Offered By School of Culture, History and Language
Academic Career Undergraduate
Course Subject Asian Studies
Offered in ASIA2079 will not be offered in 2011
Unit Value 6 units
Course Description

Environments are increasingly central to colonial and postcolonial histories of Asia and the Pacific, not only as backdrops to stories of human communities, power and agency, but as historical factors in themselves. Contemporary regional contests over environments and resources also commonly have roots in empire, decolonisation and/or national and international power differentials. This course will explore colonial and postcolonial encounters and contests over environments, considering territorial and resource management regimes, and claims to environments by smaller players like cultivators and forest-fringe communities.
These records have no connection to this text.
use eframe::egui::{RichText, Ui};
use egui_extras::{Column, TableBuilder};
use egui_plot::{Bar, BarChart, Plot};

use gdp_explorer::data::{region, regions, MapRow, RegionConfig};

use crate::color::scale_color;
use crate::state::AppState;

// ---------------------------------------------------------------------------
// Regional maps (central panel)
// ---------------------------------------------------------------------------

/// Render the region tabs and the active region's value-coloured view.
pub fn region_maps(ui: &mut Ui, state: &mut AppState) {
    if state.table.is_none() {
        ui.centered_and_justified(|ui: &mut Ui| {
            ui.heading("Open a GDP per capita file to begin  (File → Open…)");
        });
        return;
    }

    ui.vertical_centered(|ui: &mut Ui| {
        ui.heading(format!(
            "GDP per capita (nominal USD) Interactive Maps ({} data)",
            state.map_year
        ));
    });

    ui.horizontal(|ui: &mut Ui| {
        for r in regions() {
            ui.selectable_value(&mut state.active_region, r.key, r.label);
        }
    });
    ui.separator();

    let Some(region) = region(state.active_region) else {
        return;
    };

    let mut rows: Vec<&MapRow> = state.map_frame.rows_for(region).collect();
    rows.sort_by(|a, b| b.value.total_cmp(&a.value));

    ui.vertical_centered(|ui: &mut Ui| {
        ui.strong(region.title());
    });
    color_legend(ui, region);

    if rows.is_empty() {
        ui.centered_and_justified(|ui: &mut Ui| {
            ui.label(format!("No {} data for {}.", state.map_year, region.label));
        });
        return;
    }

    ui.columns(2, |cols| {
        value_bars(&mut cols[0], region, &rows);
        value_table(&mut cols[1], region, &rows);
    });
}

/// Tick labels of the region's colour scale, each in its own colour.
fn color_legend(ui: &mut Ui, region: &RegionConfig) {
    ui.horizontal(|ui: &mut Ui| {
        for (value, label) in region.ticks() {
            let color = scale_color(value, region.value_range);
            ui.label(RichText::new("■").color(color).size(18.0));
            ui.label(label);
        }
    });
}

/// One horizontal bar per country, highest value on top.
fn value_bars(ui: &mut Ui, region: &RegionConfig, rows: &[&MapRow]) {
    let n = rows.len();
    let bars: Vec<Bar> = rows
        .iter()
        .enumerate()
        .map(|(i, row)| {
            Bar::new((n - i) as f64, row.value)
                .name(format!("{}\n{}", row.country, format_usd(row.value)))
                .fill(scale_color(row.value, region.value_range))
        })
        .collect();

    Plot::new(("region_bars", region.key))
        .show_axes([true, false])
        .allow_scroll(false)
        .allow_boxed_zoom(true)
        .show(ui, |plot_ui| {
            plot_ui.bar_chart(BarChart::new(bars).horizontal());
        });
}

/// Country / ISO3 / value listing.
fn value_table(ui: &mut Ui, region: &RegionConfig, rows: &[&MapRow]) {
    TableBuilder::new(ui)
        .striped(true)
        .column(Column::remainder())
        .column(Column::auto())
        .column(Column::auto())
        .header(20.0, |mut header| {
            header.col(|ui| {
                ui.strong("Country");
            });
            header.col(|ui| {
                ui.strong("ISO3");
            });
            header.col(|ui| {
                ui.strong("GDP per capita");
            });
        })
        .body(|mut body| {
            for row in rows {
                body.row(18.0, |mut table_row| {
                    table_row.col(|ui| {
                        ui.label(&row.country);
                    });
                    table_row.col(|ui| {
                        ui.monospace(row.iso3.as_str());
                    });
                    table_row.col(|ui| {
                        ui.label(
                            RichText::new(format_usd(row.value))
                                .color(scale_color(row.value, region.value_range)),
                        );
                    });
                });
            }
        });
}

/// `$12,345.67` style with thousands separators.
pub fn format_usd(value: f64) -> String {
    let cents = (value.abs() * 100.0).round() as u64;
    let (whole, frac) = (cents / 100, cents % 100);

    let digits = whole.to_string();
    let mut grouped = String::with_capacity(digits.len() + digits.len() / 3);
    for (i, ch) in digits.chars().enumerate() {
        if i > 0 && (digits.len() - i) % 3 == 0 {
            grouped.push(',');
        }
        grouped.push(ch);
    }

    let sign = if value < 0.0 { "-" } else { "" };
    format!("{sign}${grouped}.{frac:02}")
}

#[cfg(test)]
mod tests {
    use super::*;

    #[test]
    fn usd_formatting_groups_thousands() {
        assert_eq!(format_usd(0.0), "$0.00");
        assert_eq!(format_usd(999.5), "$999.50");
        assert_eq!(format_usd(1_234.567), "$1,234.57");
        assert_eq!(format_usd(85_809.9), "$85,809.90");
        assert_eq!(format_usd(1_234_567.0), "$1,234,567.00");
        assert_eq!(format_usd(-42.0), "-$42.00");
    }
}
use std::path::PathBuf;

/// Where the World Bank download is expected when no path is given.
pub const DEFAULT_DATA_PATH: &str = "./gdp_pc_data.csv";
/// Year column shown on the regional maps.
pub const MAP_YEAR: i32 = 2024;

/// Startup settings compiled into the binary.
///
/// The only runtime override is an optional data path as the first
/// positional argument.
#[derive(Debug, Clone, PartialEq)]
pub struct AppConfig {
    pub data_path: PathBuf,
    pub map_year: i32,
    /// Countries selected when a table is first loaded.
    pub default_countries: Vec<String>,
    pub window_size: [f32; 2],
    pub min_window_size: [f32; 2],
}

impl Default for AppConfig {
    fn default() -> Self {
        Self {
            data_path: PathBuf::from(DEFAULT_DATA_PATH),
            map_year: MAP_YEAR,
            default_countries: vec!["United States".to_string()],
            window_size: [1400.0, 900.0],
            min_window_size: [700.0, 450.0],
        }
    }
}

impl AppConfig {
    /// Build from process arguments, program name excluded.
    pub fn from_args<I: IntoIterator<Item = String>>(args: I) -> Self {
        let mut config = Self::default();
        if let Some(path) = args.into_iter().find(|a| !a.starts_with('-')) {
            config.data_path = PathBuf::from(path);
        }
        config
    }
}

#[cfg(test)]
mod tests {
    use super::*;

    #[test]
    fn defaults_without_arguments() {
        let config = AppConfig::from_args(Vec::new());
        assert_eq!(config, AppConfig::default());
        assert_eq!(config.data_path, PathBuf::from(DEFAULT_DATA_PATH));
    }

    #[test]
    fn first_positional_argument_is_data_path() {
        let config = AppConfig::from_args(vec!["data/gdp.parquet".to_string()]);
        assert_eq!(config.data_path, PathBuf::from("data/gdp.parquet"));
        assert_eq!(config.map_year, MAP_YEAR);
    }
}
The historical roots of selected contemporary environmental contests and activist movements will also be explored.

Learning Outcomes

By the end of this course, students should be able to:

  • Understand regional environmental thinking, subjectivities, contests and conflicts in their historical contexts, and discuss these critically.
  • Understand colonial and postcolonial environmental and resource regimes within their historical contexts, and discuss these critically.
  • Identify the players, interests and strategies involved in environmental contests through time, and discuss these critically.
  • Understand how to identify these issues and narratives in a range of historical sources.
Indicative Assessment
  1. 500-word reading review discussing players, narratives and perspectives in the readings on a selected seminar topic (10%).
  2. Essay plan with annotated bibliography (15%).
  3. 1,500-word essay (25%, subject to handing in essay plan with annotated bibliography).
  4. 2,000-word essay (40%).
  5. Participation in seminar discussions (10%, subject to missing no more than two seminars without proof of illness or misadventure).
Workload

2 hour-long lectures and 1 hour-long student-led seminar per week, except for two 'research weeks', in which only the seminar and consultation hours will apply.

Requisite Statement

6 university courses (36 units) or permission of coordinator. Incompatible with ASIA6079

Recommended Courses

Students should be open to thinking laterally about historical sources and reading these for diverse messages.

Prescribed Texts
  • Introduction to Burke, Edmond, and Kenneth Pomeranz, eds. The Environment and World History: University of California Press, 2009.
  • Course Reading Brick.
Technology Requirements

Access to the ANU campus and library, a computer and an internet connection.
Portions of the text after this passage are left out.